The tonal reserves are never ostentatious but they are at all
times highly impressive.
Perhaps nothing else is quite on this high
level but there are still many other points of interest and
enthusiasm. He deliberately negotiates a rather narrow dynamic
range in the Moonlight. Some might find this emotionally evasive
or lacking in projection. But there is something about his playing
of even such a warhorse as this that conveys great accumulated
warmth and generosity, from the slowly taken opening movement
to the supercharge of parts of his finale.

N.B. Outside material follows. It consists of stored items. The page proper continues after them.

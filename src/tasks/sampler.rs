//! Countdown sampler
//!
//! Runs on its own task so its cadence does not depend on request handling.
//! Every sample recomputes the remaining time from the fixed target instant;
//! a late or skipped sample therefore never shifts the expiry.

use std::{sync::Arc, time::Duration};

use tokio::{
    sync::mpsc,
    task::JoinHandle,
    time::MissedTickBehavior,
};
use tracing::debug;

use crate::services::Clock;

/// Messages from the sampler to its consumer
#[derive(Debug, Clone, Copy, PartialEq, Eq)]
pub enum SamplerEvent {
    Tick { remaining_seconds: u64 },
    /// Sent once, after the tick that reached zero. Nothing follows it.
    Expired,
}

/// Whole seconds left until `target_ms`, rounded up and clamped at zero
pub fn remaining_seconds(target_ms: i64, now_ms: i64) -> u64 {
    let diff = target_ms - now_ms;
    if diff <= 0 {
        0
    } else {
        ((diff + 999) / 1000) as u64
    }
}

/// Handle to a running sampler task. Dropping it stops the sampler.
#[derive(Debug)]
pub struct CountdownSampler {
    task: JoinHandle<()>,
}

impl CountdownSampler {
    /// Start sampling towards `target_ms` every `period`
    pub fn spawn(
        target_ms: i64,
        period: Duration,
        clock: Arc<dyn Clock>,
    ) -> (Self, mpsc::UnboundedReceiver<SamplerEvent>) {
        let (events_tx, events_rx) = mpsc::unbounded_channel();
        let task = tokio::spawn(sample(target_ms, period, clock, events_tx));
        (Self { task }, events_rx)
    }

    pub fn stop(&self) {
        self.task.abort();
    }

    pub fn is_finished(&self) -> bool {
        self.task.is_finished()
    }
}

impl Drop for CountdownSampler {
    fn drop(&mut self) {
        self.task.abort();
    }
}

async fn sample(
    target_ms: i64,
    period: Duration,
    clock: Arc<dyn Clock>,
    events: mpsc::UnboundedSender<SamplerEvent>,
) {
    let mut interval = tokio::time::interval(period);
    interval.set_missed_tick_behavior(MissedTickBehavior::Skip);

    loop {
        interval.tick().await;

        let remaining = remaining_seconds(target_ms, clock.now_ms());
        if events.send(SamplerEvent::Tick { remaining_seconds: remaining }).is_err() {
            debug!("Countdown consumer went away, stopping sampler");
            return;
        }

        if remaining == 0 {
            let _ = events.send(SamplerEvent::Expired);
            debug!("Countdown reached zero, sampler finished");
            return;
        }
    }
}
//! Platform services module
//! 
//! This module contains the collaborators the timer engine talks to:
//! the clock, audio output, notifications and vibration.

pub mod audio;
pub mod clock;
pub mod notification;
pub mod system;
pub mod vibration;

// Re-export main types
pub use audio::{AudioBackend, AudioChannel, AudioRole, CommandAudio, Playback, SoundConfig};
pub use clock::{Clock, ManualClock, SystemClock};
pub use notification::{DesktopNotifier, Notification, Notifier, Permission};
pub use system::check_command_available;
pub use vibration::{NoVibration, Vibrator};
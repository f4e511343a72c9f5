//! Stove Timer - A countdown timer service that reminds you to check the stove
//! 
//! This library provides the timer state machine, a drift-free countdown,
//! the alarm sequence that runs on expiry, and the HTTP API driving them.

pub mod alerts;
pub mod api;
pub mod config;
pub mod error;
pub mod services;
pub mod state;
pub mod tasks;
pub mod utils;

// Re-export commonly used types
pub use config::Config;
pub use state::{AppState, Platform};
pub use api::create_router;
pub use utils::signals::shutdown_signal;
//! Background tasks module
//! 
//! This module contains the countdown tasks that run alongside the HTTP server.

pub mod countdown;
pub mod sampler;

// Re-export main items
pub use countdown::countdown_task;
pub use sampler::{remaining_seconds, CountdownSampler, SamplerEvent};
//! Timer session state and its transitions
//!
//! ```text
//!          start(minutes > 0)          tick(0)
//!  Idle ─────────────────────► Running ───────► Completed
//!   ▲                            │                  │
//!   │      cancel confirmed      │                  │
//!   ├────────────────────────────┘                  │
//!   │            alert sequence complete            │
//!   └───────────────────────────────────────────────┘
//!   ▲
//!   └── reset() from any state
//! ```
//!
//! Everything here is pure bookkeeping. Side effects (the countdown task,
//! audio, notifications) are driven by [`AppState`](super::AppState) based on
//! the outcomes these methods return.

use serde::{Deserialize, Serialize};

#[derive(Debug, Clone, Copy, PartialEq, Eq, Serialize, Deserialize)]
#[serde(rename_all = "SCREAMING_SNAKE_CASE")]
pub enum TimerStatus {
    Idle,
    Running,
    Completed,
}

/// Result of feeding a countdown sample into the session
#[derive(Debug, Clone, Copy, PartialEq, Eq)]
pub enum TickOutcome {
    /// Not running, or the sample belongs to an earlier session
    Ignored,
    Updated,
    /// Remaining time reached zero. Returned once per session.
    Expired,
}

/// What a cancel request should lead to
#[derive(Debug, Clone, Copy, PartialEq, Eq)]
pub enum CancelRequest {
    /// A running timer is never dropped without confirmation
    AwaitingConfirmation,
    /// Nothing is running, reset right away
    ResetNow,
}

/// The single timer session
#[derive(Debug, Clone, PartialEq, Eq, Serialize, Deserialize)]
pub struct TimerSession {
    pub status: TimerStatus,
    /// Epoch milliseconds at which the timer expires. Set only while running.
    pub target_instant_ms: Option<i64>,
    pub remaining_seconds: u64,
    /// Alarm rings played so far while completed
    pub ring_count: u32,
    pub pending_cancel_confirmation: bool,
    /// Bumped on every start. Countdown samples and alert callbacks carry the
    /// id they were started for.
    pub session_id: u64,
}

impl TimerSession {
    pub fn new() -> Self {
        Self {
            status: TimerStatus::Idle,
            target_instant_ms: None,
            remaining_seconds: 0,
            ring_count: 0,
            pending_cancel_confirmation: false,
            session_id: 0,
        }
    }

    /// Start counting down `total_minutes` from `now_ms`, returning the
    /// target instant.
    ///
    /// Returns `None` and leaves the session untouched when not idle or when
    /// the duration is zero.
    pub fn start(&mut self, total_minutes: u32, now_ms: i64) -> Option<i64> {
        if self.status != TimerStatus::Idle || total_minutes == 0 {
            return None;
        }

        let target_ms = now_ms + i64::from(total_minutes) * 60_000;
        self.session_id += 1;
        self.status = TimerStatus::Running;
        self.target_instant_ms = Some(target_ms);
        self.remaining_seconds = u64::from(total_minutes) * 60;
        self.ring_count = 0;
        self.pending_cancel_confirmation = false;
        Some(target_ms)
    }

    pub fn tick(&mut self, session_id: u64, remaining_seconds: u64) -> TickOutcome {
        if self.status != TimerStatus::Running || session_id != self.session_id {
            return TickOutcome::Ignored;
        }

        self.remaining_seconds = remaining_seconds;
        if remaining_seconds > 0 {
            return TickOutcome::Updated;
        }

        self.status = TimerStatus::Completed;
        self.target_instant_ms = None;
        self.pending_cancel_confirmation = false;
        TickOutcome::Expired
    }

    /// Mirror the alert sequencer's ring counter
    pub fn record_ring(&mut self, session_id: u64, ring: u32) -> bool {
        if self.status != TimerStatus::Completed || session_id != self.session_id {
            return false;
        }
        self.ring_count = ring;
        true
    }

    pub fn request_cancel(&mut self) -> CancelRequest {
        if self.status == TimerStatus::Running {
            self.pending_cancel_confirmation = true;
            CancelRequest::AwaitingConfirmation
        } else {
            CancelRequest::ResetNow
        }
    }

    /// Close the confirmation prompt, returning whether one was open
    pub fn clear_cancel_confirmation(&mut self) -> bool {
        std::mem::replace(&mut self.pending_cancel_confirmation, false)
    }

    /// Back to idle defaults. The session id survives so stale samples stay stale.
    pub fn reset(&mut self) {
        *self = Self {
            session_id: self.session_id,
            ..Self::new()
        };
    }
}

impl Default for TimerSession {
    fn default() -> Self {
        Self::new()
    }
}

/// Format seconds the way the timer face shows them: `HH:MM:SS` once there
/// are hours to show, `MM:SS` otherwise
pub fn format_remaining(total_seconds: u64) -> String {
    let hours = total_seconds / 3600;
    let minutes = (total_seconds % 3600) / 60;
    let seconds = total_seconds % 60;

    if hours > 0 {
        format!("{:02}:{:02}:{:02}", hours, minutes, seconds)
    } else {
        format!("{:02}:{:02}", minutes, seconds)
    }
}

#[cfg(test)]
mod tests {
    use super::*;

    fn running(minutes: u32, now_ms: i64) -> TimerSession {
        let mut session = TimerSession::new();
        assert!(session.start(minutes, now_ms).is_some());
        session
    }

    #[test]
    fn start_sets_target_and_remaining() {
        let session = running(25, 0);
        assert_eq!(session.status, TimerStatus::Running);
        assert_eq!(session.target_instant_ms, Some(1_500_000));
        assert_eq!(session.remaining_seconds, 1500);
        assert_eq!(session.session_id, 1);
    }

    #[test]
    fn zero_minutes_is_ignored() {
        let mut session = TimerSession::new();
        assert_eq!(session.start(0, 1_000), None);
        assert_eq!(session, TimerSession::new());
    }

    #[test]
    fn start_only_from_idle() {
        let mut session = running(5, 0);
        let before = session.clone();
        assert_eq!(session.start(10, 50_000), None);
        assert_eq!(session, before);
    }

    #[test]
    fn expiry_fires_exactly_once() {
        let mut session = running(1, 0);
        let id = session.session_id;

        assert_eq!(session.tick(id, 1), TickOutcome::Updated);
        assert_eq!(session.tick(id, 0), TickOutcome::Expired);
        assert_eq!(session.status, TimerStatus::Completed);
        assert_eq!(session.target_instant_ms, None);

        assert_eq!(session.tick(id, 0), TickOutcome::Ignored);
        assert_eq!(session.tick(id, 0), TickOutcome::Ignored);
        assert_eq!(session.status, TimerStatus::Completed);
    }

    #[test]
    fn ticks_from_another_session_are_ignored() {
        let mut session = running(1, 0);
        let stale = session.session_id;
        session.reset();
        assert_eq!(session.start(2, 10_000), Some(130_000));

        assert_eq!(session.tick(stale, 0), TickOutcome::Ignored);
        assert_eq!(session.status, TimerStatus::Running);
        assert_eq!(session.remaining_seconds, 120);
    }

    #[test]
    fn tick_after_reset_is_ignored() {
        let mut session = running(1, 0);
        let id = session.session_id;
        session.reset();

        assert_eq!(session.tick(id, 30), TickOutcome::Ignored);
        assert_eq!(session.remaining_seconds, 0);
    }

    #[test]
    fn rings_only_count_while_completed() {
        let mut session = running(1, 0);
        let id = session.session_id;
        assert!(!session.record_ring(id, 1));

        session.tick(id, 0);
        assert!(session.record_ring(id, 1));
        assert!(session.record_ring(id, 2));
        assert_eq!(session.ring_count, 2);
        assert!(!session.record_ring(id + 1, 3));
    }

    #[test]
    fn reset_yields_identical_state_from_every_status() {
        let mut idle = TimerSession::new();
        idle.reset();

        let mut active = running(3, 0);
        active.request_cancel();
        active.reset();

        let mut completed = running(3, 0);
        completed.tick(1, 0);
        completed.record_ring(1, 2);
        completed.reset();

        for session in [&active, &completed] {
            assert_eq!(session.status, TimerStatus::Idle);
            assert_eq!(session.target_instant_ms, None);
            assert_eq!(session.remaining_seconds, 0);
            assert_eq!(session.ring_count, 0);
            assert!(!session.pending_cancel_confirmation);
        }
        assert_eq!(active, completed);
        assert_eq!(idle.status, active.status);
    }

    #[test]
    fn cancel_needs_confirmation_only_while_running() {
        let mut session = TimerSession::new();
        assert_eq!(session.request_cancel(), CancelRequest::ResetNow);
        assert!(!session.pending_cancel_confirmation);

        let mut session = running(10, 0);
        assert_eq!(session.request_cancel(), CancelRequest::AwaitingConfirmation);
        assert!(session.pending_cancel_confirmation);

        assert!(session.clear_cancel_confirmation());
        assert!(!session.clear_cancel_confirmation());
        assert_eq!(session.status, TimerStatus::Running);
    }

    #[test]
    fn expiry_closes_the_confirmation_prompt() {
        let mut session = running(1, 0);
        session.request_cancel();
        session.tick(1, 0);
        assert!(!session.pending_cancel_confirmation);
    }

    #[test]
    fn formats_like_the_timer_face() {
        assert_eq!(format_remaining(0), "00:00");
        assert_eq!(format_remaining(1500), "25:00");
        assert_eq!(format_remaining(59), "00:59");
        assert_eq!(format_remaining(3661), "01:01:01");
    }
}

Clearly it won’t do to brand him a Russian
specialist though he does tend to be recorded in repertoire
that encourages the feeling. The two movements from The Seasons
are adroitly coloured and his Rachmaninoff Prelude, given
as an encore at the concert but here placed before the same
composer’s second sonata, is a genuinely successful moment with
myriad voicings duly evoked. Perhaps the sonata lacks the last
vestiges of drama – I couldn’t honestly claim that Dukachev
mines its richly histrionic palette with anything of the avidity
of a number of its exponents. But his own rather more circumspect
reading – not necessarily in terms of tempi but rather in terms
of circumscribed dynamic gradients, is certainly a personable
view.
The recording level
or microphone placement can sometimes emphasise air in the pedalling
(and Dukachev is a notably fine exponent of pedalling). In the
heat of the concert he does make some finger slips but the overriding
impression with which one is left is of an unshowy, poetic and
thoughtful musician who therefore makes no thoughtless gestures
and puts himself, in that tired but here true phrase, at the service
of the music. I want to hear him in an all-Chopin recital disc.